A third of deaths unreported?

Two studies with widely different methologies have provided varying estimates of above average mortality and deaths outside hospital. 

A survey by MG France, a union representing general practitioners, suggested the new coronavirus was responsible 9,000 deaths at home between 17 March and 19 April.

With the official number 19,718 on 19 April, that would suggest nearly a third of Covid-19 deaths occurred in patients’ homes.  

The figure of 9,000 is extrapolated from a survey of 2,339 general practitioners, who reported 340 deaths of patients with confirmed cases of Covid-19 and who had either not gone to hospital or been discharged. 

The 2,339 respondants represent 4.1 percent of France’s general practitioners, meaning the extrapolation is based on a small sample group.

Or is it one in five?

A more mitigated estimate may be derived from a study of based on 20 years’ worth of mortality figures kept by France’s National Institute of Statistics and Economic Studies (Insee)

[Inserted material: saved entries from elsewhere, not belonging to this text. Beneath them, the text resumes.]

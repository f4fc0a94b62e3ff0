//! Apartment transaction summary crate.
//!
//! One forward pass over raw sale records produces the pre-aggregated
//! document the dashboard front end renders:
//! - grouped price statistics (yearly, monthly, district, year x district)
//! - derived building, temporal and interaction features
//! - stride-sampled scatter sets, district centroids and price histograms

mod accumulate;
mod coerce;
mod config;
mod features;
mod geo;
mod histogram;
mod observability;
mod pipeline;
mod record;
mod sampler;
mod spatial;
mod summary;

pub use accumulate::{
    mean, median, CountSum, DistributionAccumulator, GroupStat, GroupedAccumulator,
    PriceAggregates, DISPLAY_PRICE_UNIT,
};
pub use coerce::{parse_integer, parse_integer_or, parse_number, parse_number_or};
pub use config::{pipeline_config_from_env, PipelineConfig};
pub use features::{
    age_bin, building_age, derive_features, is_plausible_floor, AreaSegment, DerivedFeatures,
    FloorSegment, Half, Quarter, RebuildClass, ReferenceDistances,
};
pub use geo::{haversine_km, GeoPoint, ReferencePoint};
pub use histogram::{build_histogram, skewness, HistogramBin, LabeledBin, PriceDistribution};
pub use observability::{
    init_logging, log_app_start, log_output_written, logging_config_from_env, LogFormat,
    LoggingConfig, LoggingInitError,
};
pub use pipeline::{
    payload_sha256_hex, summarize_csv, summarize_csv_path, summarize_records, write_summary,
    PipelineError, RunReport, SummaryPipeline, SummaryRun, WrittenSummary,
};
pub use record::{parse_address, ColumnMap, ContractPeriod, Record, RecordReader};
pub use sampler::{
    AgePoint, AreaPoint, DistancePoint, FeaturePoint, FloorPoint, ScatterSets, StrideSampler,
};
pub use spatial::{DistrictCentroid, SpatialAggregator};
pub use summary::{
    assemble_summary, AgeBinStat, BuildingSection, DistrictSummary, HalfStat, HeatmapRow,
    InteractionSection, MonthStat, MonthSummary, QuarterStat, RebuildStat, SegmentStat,
    SpatialSection, SummaryDocument, SummaryParts, TemporalSection, YearSummary,
};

Baptiste Coulmont, a sociology professor at University of Paris 8, used this data along with daily figures Insee is providing during the epidemic to visualise the toll of Covid-19. 

As explained in newspaper Le Monde, the study found there were 93,324 deaths in France between 1 March and 17 April of this year, a difference of 22,198 or about 31 percent over the average 71,126 over the same period for the previous 20 years.

Coulmont notes the 2020 figures from Insee may be underestimations that will be revised over time. 

But the tentative estimate is higher than the official mortality figure of 18,681 deaths in hospitals and care homes posted on 17 April, a difference of 3,517.

While only a fraction of the MG France estimate, it suggests nearly one in five of the deaths above the normal rate are happening at home. 

Despite their differences, both analyses suggest a larger-than-normal mortality outside that reported in the currently available official figures. 

Above-average mortality in 2020

Coulmont’s analysis also shows the extent to which Covid-19 has taken an exceptional toll in France.

“From the start of March 2020 and for a month, the curve… breaks away from the average,” Coulmont wrote on his blog, noting the first two months of the year were average in terms of mortality. 

“From the start of April, about two weeks after the start of confinement, the number of deaths started to diminish,” Coulmont wrote.

The Covid-19 epidemic represents one of two spikes in 20 years, the other being the heat wave that killed an estimated 15,000 people over a three-week period in summer 2003.

The study also shows Covid-19 is far deadlier than the seasonal flu, which itself took particularly large tolls during epidemics in 2015, 2017 and 2018, without confinement measures.